|
Contributed by Prabu S
|
|
Sorang Insinyur dati ITS
mendesain sebuah rumah yang diklaim sebagai rumah anti banjir. Gubernur DKI
Jakarta yang sudah bosan dengan banjir kiriman dari Bogor segera memanggil Insinyur tersebut
untuk mem-presentasikan desainnya tersebut.
Ternyata rumah anti banjir tersebut didisain dengan konstruksi apung. Sehingga
menurutnya setinggi apapun banjir penghuni dan isi rumah tetap selamat, karena
rumah akan mengikuti ketinggian permukaan air.

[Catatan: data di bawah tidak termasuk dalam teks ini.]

#![forbid(unsafe_code)]
#![warn(clippy::all, clippy::pedantic)]
#![allow(clippy::doc_markdown)]
#![allow(clippy::module_name_repetitions)]

//! Constrained decoding by Lagrangian optimization over a relaxed token
//! representation.
//!
//! A primary loss is minimized subject to `loss_i <= eps_i` constraints from
//! other differentiable scorers, with a damped primal-dual update per step.

pub mod config;
pub mod data;
pub mod decode;
pub mod error;
pub mod lagrangian;
pub mod model;
pub mod optim;
pub mod schedule;
pub mod scoring;
pub mod setup;
pub mod target;
pub mod tokenizer;
pub mod weights;

pub use config::{DecodeConfig, DecodePlan};
pub use decode::{CancelFlag, Decoder};
pub use error::{ConfigError, DecodeError, Result};
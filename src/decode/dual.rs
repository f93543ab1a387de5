//! Alternating descent on the relaxed target and ascent on the multipliers.
//!
//! One [`DualOptimization::run`] covers a single (example, length) pair. The
//! target, multipliers, optimizers and gradient stores it touches live only
//! for that call.

use std::collections::BTreeSet;
use std::sync::Arc;

use candle_core::backprop::GradStore;
use candle_core::{DType, Result, Tensor};
use candle_nn::Optimizer;
use rand::Rng;
use serde::Serialize;

use super::cancel::CancelFlag;
use super::observer::{StepEvent, StepObserver};
use super::record::{BestRecord, RunningBest};
use crate::config::{DecodePlan, Precision};
use crate::lagrangian::LagrangeMultipliers;
use crate::optim::{GradientAscent, LossScaler, OptimizerKind, PrimalOptimizer, project_to_simplex};
use crate::schedule::EpsilonSchedule;
use crate::scoring::{LossContext, Objective, RelaxedInputs, TextTokenizer, clean_output, scalar};
use crate::target::{EmbeddingTable, RelaxedOutput, RelaxedTarget, TargetKind};

#[derive(Debug, Clone, Copy, PartialEq, Eq)]
pub enum LoopState {
    Init,
    Stepping { step: usize },
    Done,
    Interrupted,
}

/// Loop options shared by every (example, length) pair of a run.
#[derive(Debug, Clone, PartialEq, Serialize)]
pub struct LoopSettings {
    pub optim_steps: usize,
    pub optimizer: OptimizerKind,
    pub lr: f64,
    pub lambda_lr: f64,
    pub dampness: f64,
    pub betas: Vec<f64>,
    pub linear_scale: bool,
    pub precision: Precision,
    pub show_all_outputs: bool,
}

impl From<&DecodePlan> for LoopSettings {
    fn from(plan: &DecodePlan) -> Self {
        Self {
            optim_steps: plan.optim_steps,
            optimizer: plan.optimizer,
            lr: plan.lr,
            lambda_lr: plan.lambda_lr,
            dampness: plan.dampness,
            betas: plan.betas.clone(),
            linear_scale: plan.linear_scale,
            precision: plan.precision,
            show_all_outputs: plan.show_all_outputs,
        }
    }
}
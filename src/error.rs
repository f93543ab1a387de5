//! Error types for configuration validation and decoding.

/// Fatal configuration problems, reported before any model is loaded.
#[derive(Debug, Clone, PartialEq, thiserror::Error)]
pub enum ConfigError {
    /// At least one objective (the primary loss) is required.
    #[error("no objectives configured; `losses` must name at least the primary loss")]
    NoObjectives,
    /// A per-objective (or per-constraint) option list has the wrong length.
    #[error("`{option}` has {found} entries, expected {expected}")]
    CountMismatch {
        option: &'static str,
        expected: usize,
        found: usize,
    },
    /// Selection weights must form a convex combination.
    #[error("betas sum to {0}, expected 1.0")]
    BetaSum(f64),
    /// `weighted_sum` selection needs explicit weights.
    #[error("selection criterion `weighted_sum` requires `betas`")]
    MissingBetas,
    /// Constraints exist but no thresholds were given for them.
    #[error("{0} constraint(s) configured but no `epsilons` given")]
    MissingEpsilons(usize),
    #[error("unknown selection criterion {0:?} (expected primary_allsat or weighted_sum)")]
    UnknownSelection(String),
    #[error("unknown sampling strategy {0:?} (expected greedy, topk or topp)")]
    UnknownSampling(String),
    #[error("unknown target type {0:?} (expected simplex or probs)")]
    UnknownTarget(String),
    #[error("unknown init policy {0:?} (expected zeros, random, source or target)")]
    UnknownInit(String),
    #[error("unknown optimizer {0:?} (expected sgd, adam or expgd)")]
    UnknownOptimizer(String),
    #[error("unknown epsilon decay function {0:?} (expected none, linear, step or cosine)")]
    UnknownDecay(String),
    #[error("unknown precision {0:?} (expected full or half)")]
    UnknownPrecision(String),
    /// Exponentiated gradient needs probability rows, not logits.
    #[error("optimizer {optimizer:?} cannot update {target:?} targets (use adam or sgd)")]
    IncompatibleOptimizer { optimizer: String, target: String },
    /// A single option holds an out-of-range value.
    #[error("invalid `{option}`: {reason}")]
    Invalid { option: &'static str, reason: String },
}

/// Errors surfaced by the decoding driver.
#[derive(Debug, thiserror::Error)]
pub enum DecodeError {
    #[error(transparent)]
    Config(#[from] ConfigError),
    /// Scoring models disagree on vocabulary size and the override is off.
    #[error(
        "scoring models must share a vocabulary: {primary} (primary) != {other} ({model}); \
         pass allow_diff_vocab to proceed anyway"
    )]
    VocabMismatch {
        primary: usize,
        other: usize,
        model: String,
    },
    /// The three dataset streams are not line-aligned.
    #[error("dataset streams are misaligned: {source_lines} source, {target_lines} target, {additional_lines} additional lines")]
    MisalignedData {
        source_lines: usize,
        target_lines: usize,
        additional_lines: usize,
    },
    #[error("tensor error: {0}")]
    Tensor(#[from] candle_core::Error),
    #[error(transparent)]
    Io(#[from] std::io::Error),
}

/// Result alias used across the decoding core.
pub type Result<T, E = DecodeError> = std::result::Result<T, E>;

Pak Gubernur segera berkoordinasi dengan Wilayah Propinsi Jabar dan Banten dan
menginstruksikan agar dibuatkan Perda tentang ketentuan mengenai rumah anti
banjir. Akhirnya seluruh rumah di bantaran sungai dibangun dengan disain anti
banjir.
Suatu ketika datang musibah banjir besar. Pemukiman yang berada di bantaran
sungai berhasil selamat. Tidak ada korban jiwa dilaporkan. Tetapi akhirnya
gubernur kebingungan soalnya seluruh rumah warga Bogor, Depok, dan Banten terbawa hanyut ke Jakarta.